Dataset entries:

-- Opening Marker --

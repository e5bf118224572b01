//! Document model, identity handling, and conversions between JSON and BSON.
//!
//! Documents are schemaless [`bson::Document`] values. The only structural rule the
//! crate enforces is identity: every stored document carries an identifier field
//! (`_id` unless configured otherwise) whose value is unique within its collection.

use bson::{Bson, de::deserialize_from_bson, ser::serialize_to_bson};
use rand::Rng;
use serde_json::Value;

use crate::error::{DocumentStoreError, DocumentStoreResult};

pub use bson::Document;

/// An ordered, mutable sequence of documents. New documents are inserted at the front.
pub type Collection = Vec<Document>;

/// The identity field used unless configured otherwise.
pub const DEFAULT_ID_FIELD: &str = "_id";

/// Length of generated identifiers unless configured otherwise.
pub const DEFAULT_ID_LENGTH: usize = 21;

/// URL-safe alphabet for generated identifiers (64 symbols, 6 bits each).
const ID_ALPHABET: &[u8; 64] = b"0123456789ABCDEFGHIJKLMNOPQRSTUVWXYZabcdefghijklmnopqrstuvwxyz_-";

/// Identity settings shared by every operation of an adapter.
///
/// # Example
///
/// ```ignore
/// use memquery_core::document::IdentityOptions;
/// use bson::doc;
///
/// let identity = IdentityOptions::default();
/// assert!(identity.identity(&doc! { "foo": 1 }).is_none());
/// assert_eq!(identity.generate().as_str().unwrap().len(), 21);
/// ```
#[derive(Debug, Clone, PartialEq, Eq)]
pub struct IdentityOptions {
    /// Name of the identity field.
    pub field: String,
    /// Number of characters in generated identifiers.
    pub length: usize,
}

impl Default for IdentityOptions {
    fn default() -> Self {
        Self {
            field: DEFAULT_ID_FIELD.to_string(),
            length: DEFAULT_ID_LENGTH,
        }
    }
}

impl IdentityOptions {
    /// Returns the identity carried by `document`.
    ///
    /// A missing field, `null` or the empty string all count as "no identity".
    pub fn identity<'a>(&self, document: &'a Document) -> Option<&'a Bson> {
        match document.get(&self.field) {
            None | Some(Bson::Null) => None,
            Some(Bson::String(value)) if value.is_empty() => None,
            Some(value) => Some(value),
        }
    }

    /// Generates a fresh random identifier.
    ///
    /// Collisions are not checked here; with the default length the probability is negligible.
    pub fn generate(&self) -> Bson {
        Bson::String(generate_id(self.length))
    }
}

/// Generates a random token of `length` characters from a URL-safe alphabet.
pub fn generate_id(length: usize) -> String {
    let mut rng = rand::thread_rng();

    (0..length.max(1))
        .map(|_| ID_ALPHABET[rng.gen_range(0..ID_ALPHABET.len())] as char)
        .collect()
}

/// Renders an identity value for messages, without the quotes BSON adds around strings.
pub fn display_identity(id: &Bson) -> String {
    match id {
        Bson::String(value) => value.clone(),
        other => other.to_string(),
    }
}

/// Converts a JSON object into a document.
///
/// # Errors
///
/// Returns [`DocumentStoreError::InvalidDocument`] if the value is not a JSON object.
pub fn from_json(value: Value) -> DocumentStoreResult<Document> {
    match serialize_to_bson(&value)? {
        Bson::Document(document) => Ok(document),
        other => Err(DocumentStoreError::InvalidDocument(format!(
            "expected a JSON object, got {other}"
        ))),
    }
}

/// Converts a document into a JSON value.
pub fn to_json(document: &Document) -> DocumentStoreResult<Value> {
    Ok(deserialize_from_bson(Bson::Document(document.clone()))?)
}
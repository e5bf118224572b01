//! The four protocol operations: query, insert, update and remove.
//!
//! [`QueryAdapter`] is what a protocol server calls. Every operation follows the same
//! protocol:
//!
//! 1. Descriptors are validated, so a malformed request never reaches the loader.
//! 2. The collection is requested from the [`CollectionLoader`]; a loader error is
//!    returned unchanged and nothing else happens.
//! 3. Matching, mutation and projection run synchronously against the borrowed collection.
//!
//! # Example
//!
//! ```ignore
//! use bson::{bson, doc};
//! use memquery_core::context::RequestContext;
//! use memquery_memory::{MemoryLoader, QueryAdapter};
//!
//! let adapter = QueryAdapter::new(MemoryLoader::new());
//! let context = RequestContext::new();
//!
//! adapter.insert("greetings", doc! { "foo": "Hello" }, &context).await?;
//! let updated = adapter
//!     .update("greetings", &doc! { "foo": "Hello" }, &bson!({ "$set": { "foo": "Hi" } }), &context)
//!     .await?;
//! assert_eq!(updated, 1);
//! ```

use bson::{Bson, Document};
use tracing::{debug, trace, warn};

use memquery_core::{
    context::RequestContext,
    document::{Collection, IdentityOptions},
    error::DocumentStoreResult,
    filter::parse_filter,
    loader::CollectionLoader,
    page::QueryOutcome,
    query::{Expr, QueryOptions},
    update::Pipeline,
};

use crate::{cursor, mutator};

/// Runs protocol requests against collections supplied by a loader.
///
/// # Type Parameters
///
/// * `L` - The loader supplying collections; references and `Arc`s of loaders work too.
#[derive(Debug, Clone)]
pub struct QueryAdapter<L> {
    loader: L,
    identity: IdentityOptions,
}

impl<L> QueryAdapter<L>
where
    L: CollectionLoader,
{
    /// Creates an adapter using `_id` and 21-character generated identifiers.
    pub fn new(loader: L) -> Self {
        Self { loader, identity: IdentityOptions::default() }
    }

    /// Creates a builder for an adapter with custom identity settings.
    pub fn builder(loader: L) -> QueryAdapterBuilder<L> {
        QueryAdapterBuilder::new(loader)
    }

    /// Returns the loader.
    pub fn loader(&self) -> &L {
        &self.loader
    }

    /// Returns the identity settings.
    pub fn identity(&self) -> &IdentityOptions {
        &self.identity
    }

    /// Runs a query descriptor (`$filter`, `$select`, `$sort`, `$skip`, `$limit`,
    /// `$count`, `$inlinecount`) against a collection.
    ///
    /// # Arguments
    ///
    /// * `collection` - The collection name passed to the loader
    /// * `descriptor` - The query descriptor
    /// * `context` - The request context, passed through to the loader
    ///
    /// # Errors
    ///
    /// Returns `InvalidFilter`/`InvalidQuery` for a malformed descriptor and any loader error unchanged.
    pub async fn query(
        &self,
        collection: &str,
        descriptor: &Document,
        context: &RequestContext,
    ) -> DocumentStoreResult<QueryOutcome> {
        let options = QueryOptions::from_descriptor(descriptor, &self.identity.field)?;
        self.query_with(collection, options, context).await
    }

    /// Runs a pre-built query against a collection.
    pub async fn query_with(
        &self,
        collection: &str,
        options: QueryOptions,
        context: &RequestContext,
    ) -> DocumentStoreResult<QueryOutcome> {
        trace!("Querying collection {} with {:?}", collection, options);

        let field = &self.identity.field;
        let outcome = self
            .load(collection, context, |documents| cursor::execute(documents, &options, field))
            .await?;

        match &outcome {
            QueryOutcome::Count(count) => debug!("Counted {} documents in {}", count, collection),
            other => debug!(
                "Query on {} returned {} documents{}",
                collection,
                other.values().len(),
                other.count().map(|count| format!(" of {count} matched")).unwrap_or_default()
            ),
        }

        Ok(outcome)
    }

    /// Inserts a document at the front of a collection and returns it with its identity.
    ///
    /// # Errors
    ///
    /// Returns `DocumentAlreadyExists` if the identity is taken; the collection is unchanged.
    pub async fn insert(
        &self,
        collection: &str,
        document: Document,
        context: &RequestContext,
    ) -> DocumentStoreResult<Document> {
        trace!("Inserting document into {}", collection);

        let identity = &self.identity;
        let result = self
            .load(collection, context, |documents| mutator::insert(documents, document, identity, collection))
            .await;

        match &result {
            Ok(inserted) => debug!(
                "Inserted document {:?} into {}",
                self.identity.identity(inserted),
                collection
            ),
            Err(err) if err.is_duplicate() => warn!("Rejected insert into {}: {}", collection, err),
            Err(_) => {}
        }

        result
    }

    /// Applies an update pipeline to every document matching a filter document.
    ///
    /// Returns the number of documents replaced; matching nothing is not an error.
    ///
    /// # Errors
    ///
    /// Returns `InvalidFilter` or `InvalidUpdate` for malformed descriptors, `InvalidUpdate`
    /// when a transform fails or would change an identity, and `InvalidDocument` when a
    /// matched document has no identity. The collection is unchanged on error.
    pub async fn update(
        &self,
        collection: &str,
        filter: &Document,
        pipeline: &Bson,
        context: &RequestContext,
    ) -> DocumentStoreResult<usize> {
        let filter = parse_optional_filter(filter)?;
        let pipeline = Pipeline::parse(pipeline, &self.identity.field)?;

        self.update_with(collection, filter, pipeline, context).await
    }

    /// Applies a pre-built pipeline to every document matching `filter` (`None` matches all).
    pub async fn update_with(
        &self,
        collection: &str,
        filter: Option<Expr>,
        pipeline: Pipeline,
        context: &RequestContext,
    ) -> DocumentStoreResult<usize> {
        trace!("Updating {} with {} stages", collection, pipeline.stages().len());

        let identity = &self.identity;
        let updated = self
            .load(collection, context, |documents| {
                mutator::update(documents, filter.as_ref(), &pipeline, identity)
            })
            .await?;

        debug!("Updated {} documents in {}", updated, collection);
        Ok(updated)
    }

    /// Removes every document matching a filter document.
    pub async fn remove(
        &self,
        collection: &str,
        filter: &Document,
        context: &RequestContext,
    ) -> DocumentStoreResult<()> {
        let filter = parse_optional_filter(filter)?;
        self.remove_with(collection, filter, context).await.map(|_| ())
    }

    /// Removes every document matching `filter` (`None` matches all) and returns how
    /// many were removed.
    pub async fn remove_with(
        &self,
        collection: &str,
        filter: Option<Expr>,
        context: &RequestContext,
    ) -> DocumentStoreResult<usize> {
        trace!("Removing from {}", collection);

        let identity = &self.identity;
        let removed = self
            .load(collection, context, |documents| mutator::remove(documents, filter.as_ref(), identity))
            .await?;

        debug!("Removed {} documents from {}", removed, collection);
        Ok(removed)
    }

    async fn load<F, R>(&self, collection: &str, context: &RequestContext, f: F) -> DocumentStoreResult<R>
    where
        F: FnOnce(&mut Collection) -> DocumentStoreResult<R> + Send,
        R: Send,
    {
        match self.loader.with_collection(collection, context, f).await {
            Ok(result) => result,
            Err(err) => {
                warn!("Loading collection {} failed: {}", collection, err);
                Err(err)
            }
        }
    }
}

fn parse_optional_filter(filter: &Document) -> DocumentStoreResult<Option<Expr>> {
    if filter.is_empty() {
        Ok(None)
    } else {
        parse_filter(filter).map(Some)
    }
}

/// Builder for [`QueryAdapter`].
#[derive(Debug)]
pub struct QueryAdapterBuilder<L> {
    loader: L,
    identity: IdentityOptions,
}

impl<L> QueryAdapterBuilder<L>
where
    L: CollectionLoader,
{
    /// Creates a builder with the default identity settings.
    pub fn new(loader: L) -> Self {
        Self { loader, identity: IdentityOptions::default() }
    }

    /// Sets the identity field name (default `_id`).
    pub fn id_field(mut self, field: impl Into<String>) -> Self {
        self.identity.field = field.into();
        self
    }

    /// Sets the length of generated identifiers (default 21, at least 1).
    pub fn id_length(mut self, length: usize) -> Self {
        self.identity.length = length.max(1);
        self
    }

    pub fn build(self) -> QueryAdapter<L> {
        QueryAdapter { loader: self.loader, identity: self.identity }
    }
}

-- Closing Marker --

#### [What is needed]
What is the number of lines in the entries that include the string "usize"? Reply with that number alone.

#### [Task result]
7